El poderoso es aquel que lucha con esfuerzo arduo para alcanzar sus sueños. No lo vence el miedo ni la pereza, no cae en la indolencia, sino que le hierve la sangre de pasión por su causa.
Júpiter mira al hombre que tiene sueños en su cabeza y lo ayuda, le da los medios necesarios para que llegue a sus metas. Júpiter no desampara al que tiene sueños; mueve todos los asuntos para que su hijo tenga lo que quiere.
Aquel que tiene sueños e ideales por realizar es hijo de Júpiter; él lo acoge como un triunfador, lo vuelve invencible.
Saturno observa al que se esfuerza, al disciplinado, al trabajador, lo acoge y le confiere poder. Le da poder material, después de largo y arduo trabajo lo recompensa y cristaliza sus sueños. Saturno castiga al perezoso; al indolente lo vuelve esclavo de su destino y lo empobrece. Mejor cambiar y entregarse a una causa para que Saturno dé fortaleza.
Aquel que trabaja arduamente para llegar a sus sueños es favorecido por Saturno; él le dará fuerza, le hará poderoso.
Neptuno ilumina los sueños del que tiene capacidad de idealizar, castiga al perezoso y lo confunde, lo envicia, lo empobrece y lo vuelve un mendigo. Mejor es aprender a creer en los sueños e ir tras ellos.
Urano da ingenio y originalidad al que tiene planes y proyectos. Protege al progresista, al que busca mejorar.
Lo que no te mata te hace más fuerte dice Plutón, él enseña a renacer de entre las cenizas, a transformarse, él convierte al poderoso en dueño de su destino.
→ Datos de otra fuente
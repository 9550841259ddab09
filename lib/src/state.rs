//! Deterministic replay of a commit chain into the secret map it implies.

use std::collections::BTreeMap;

use crate::commit::build_chain;
use crate::error::Result;
use crate::model::Change;
use crate::model::ChangeType;
use crate::model::Secret;
use crate::repo::Repo;

/// Replays the chain ending at `up_to_commit_id` and returns the resulting
/// `key -> Secret` map. Pure over the commit log: used both for local reads
/// and to produce the "final state" pushed to a remote, so the remote sees
/// exactly what a fresh local replay would produce.
pub fn compute_state(repo: &Repo, env: &str, up_to_commit_id: &str) -> Result<BTreeMap<String, Secret>> {
    if up_to_commit_id.is_empty() {
        return Ok(BTreeMap::new());
    }
    let chain = build_chain(repo, env, up_to_commit_id)?;
    let mut state = BTreeMap::new();
    for commit in &chain {
        for change in &commit.changes {
            apply_change(&mut state, change);
        }
    }
    Ok(state)
}

fn apply_change(state: &mut BTreeMap<String, Secret>, change: &Change) {
    match change.kind {
        ChangeType::Add | ChangeType::Modify => {
            let now = chrono::Utc::now();
            state.insert(
                change.key.clone(),
                Secret {
                    key: change.key.clone(),
                    value: change.value.clone(),
                    nonce: change.nonce.clone(),
                    no_secret: change.no_secret,
                    created_at: now,
                    updated_at: now,
                    project_id: None,
                    environment_name: None,
                },
            );
        }
        ChangeType::Remove => {
            state.remove(&change.key);
        }
    }
}
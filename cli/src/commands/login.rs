use cellar_lib::auth;
use cellar_lib::auth::AuthListener;
use cellar_lib::auth::DEFAULT_LOGIN_REDIRECT_URL;

use crate::cli_util::CommandHelper;
use crate::cli_util::CommandResult;
use crate::ui::Ui;

pub fn run(ui: &Ui, helper: &CommandHelper) -> CommandResult {
    let listener = AuthListener::bind()?;
    let port = listener.port()?;
    let login_url = format!("{DEFAULT_LOGIN_REDIRECT_URL}?callback_port={port}");

    ui.status(&format!("Opening {login_url} in your browser..."));
    if open_in_browser(&login_url).is_err() {
        ui.hint(&format!("Could not open a browser automatically. Visit {login_url} manually."));
    }

    let callback = listener.wait_for_callback()?;
    auth::persist_callback(&helper.keystore, &callback)?;
    ui.status("Logged in successfully");
    Ok(())
}

fn open_in_browser(url: &str) -> std::io::Result<()> {
    #[cfg(target_os = "macos")]
    {
        std::process::Command::new("open").arg(url).status()?;
    }
    #[cfg(target_os = "linux")]
    {
        std::process::Command::new("xdg-open").arg(url).status()?;
    }
    #[cfg(target_os = "windows")]
    {
        std::process::Command::new("cmd").args(["/C", "start", url]).status()?;
    }
    Ok(())
}
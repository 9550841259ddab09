use cellar_lib::crypt;
use clap::Args;

use crate::cli_util::CommandHelper;
use crate::cli_util::CommandResult;
use crate::ui::Ui;

#[derive(Debug, Args)]
pub struct RunArgs {
    #[arg(trailing_var_arg = true, required = true)]
    command: Vec<String>,
}

pub fn run(_ui: &Ui, helper: &CommandHelper, args: RunArgs) -> CommandResult {
    let project = helper.require_project()?;
    let env = helper.current_environment()?;
    let secrets = crypt::load_secrets(&helper.repo, &helper.keystore, &project.id, &env)?;

    let (program, rest) = args
        .command
        .split_first()
        .expect("clap enforces at least one argument");

    let status = std::process::Command::new(program)
        .args(rest)
        .envs(secrets)
        .status()
        .map_err(|e| crate::cli_util::CommandError::Cli(format!("failed to spawn {program:?}: {e}")))?;

    std::process::exit(status.code().unwrap_or(1));
}
use std::io::Write as _;

use cellar_lib::journal;
use clap::Args;
use clap::Subcommand;

use crate::cli_util::CommandHelper;
use crate::cli_util::CommandResult;
use crate::ui::Ui;

#[derive(Debug, Args)]
pub struct EnvArgs {
    #[command(subcommand)]
    command: EnvCommand,
}

#[derive(Debug, Subcommand)]
enum EnvCommand {
    /// List all environments in this project.
    List,
    /// Create a new environment.
    New { name: String },
    /// Switch the active environment.
    Use { name: String },
    /// Delete an environment and its history.
    Remove { name: String },
}

pub fn run(ui: &Ui, helper: &CommandHelper, args: EnvArgs) -> CommandResult {
    match args.command {
        EnvCommand::List => {
            let names = helper.repo.list_env_names().map_err(cellar_lib::Error::from)?;
            let current = journal::current(&helper.repo).map_err(cellar_lib::Error::from)?.environment;
            for name in names {
                let marker = if name == current { "* " } else { "  " };
                writeln!(ui.stdout(), "{marker}{name}").ok();
            }
        }
        EnvCommand::New { name } => {
            helper.repo.ensure_env_dir(&name).map_err(cellar_lib::Error::from)?;
            ui.status(&format!("Created environment {name:?}"));
        }
        EnvCommand::Use { name } => {
            if !helper.repo.env_dir(&name).is_dir() {
                return Err(cellar_lib::Error::from(cellar_lib::error::RepoError::EnvNotFound(name)).into());
            }
            journal::set_current_environment(&helper.repo, &name).map_err(cellar_lib::Error::from)?;
            ui.status(&format!("Switched to environment {name:?}"));
        }
        EnvCommand::Remove { name } => {
            if !helper.repo.env_dir(&name).is_dir() {
                return Err(cellar_lib::Error::from(cellar_lib::error::RepoError::EnvNotFound(name)).into());
            }
            std::fs::remove_dir_all(helper.repo.env_dir(&name))
                .map_err(|e| crate::cli_util::CommandError::Cli(e.to_string()))?;
            ui.status(&format!("Removed environment {name:?}"));
        }
    }
    Ok(())
}
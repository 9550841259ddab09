use cellar_lib::journal;
use cellar_lib::model::Change;
use cellar_lib::secrets;
use clap::Args;

use crate::cli_util::CommandHelper;
use crate::cli_util::CommandResult;
use crate::ui::Ui;

#[derive(Debug, Args)]
pub struct RemoveArgs {
    key: String,
}

pub fn run(ui: &Ui, helper: &CommandHelper, args: RemoveArgs) -> CommandResult {
    let env = helper.current_environment()?;
    secrets::remove_secret(&helper.repo, &env, &args.key)?;
    journal::append_change(&helper.repo, Change::remove(&args.key))?;
    ui.status(&format!("Removed {:?}", args.key));
    Ok(())
}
Mientras que Marte enseña el valor, favorece al valiente, le da escudo y espada para luchar en la vida.
El Sol orienta al que ama sus sueños y va tras ellos, ayuda y protege al que tiene paz mental y busca crear su destino, lo hace creador de su destino.
La Luna apoya al que cuida su vida y sus metas, le da bienestar. Venus protege al amante de la sociedad, al que aprecia sus sueños y les tiene placer. Mientras Mercurio confiere sagacidad e inteligencia al que planea sus caminos para lograr sus sueños.
Todos protegen al que busca sus sueños y visiones, le confieren sus respectivas sabidurías y fuerzas protectoras. Castigan al que tiene miedo, al perezoso, al indolente. Sin embargo favorecen al que tiene fe y sueños en su vida.
Todas las fuerzas del Universo trabajarán para aquel que tiene un sueño que quiere alcanzar. Todas las fuerzas cósmicas trabajarán junto con el que tiene sueños y serán todos juntos creadores de un sueño.
El Universo es creación, y el que tiene sueños participa en crear una parte de ese Universo, busca crear un sueño que se hará real y se convertirá en una creación.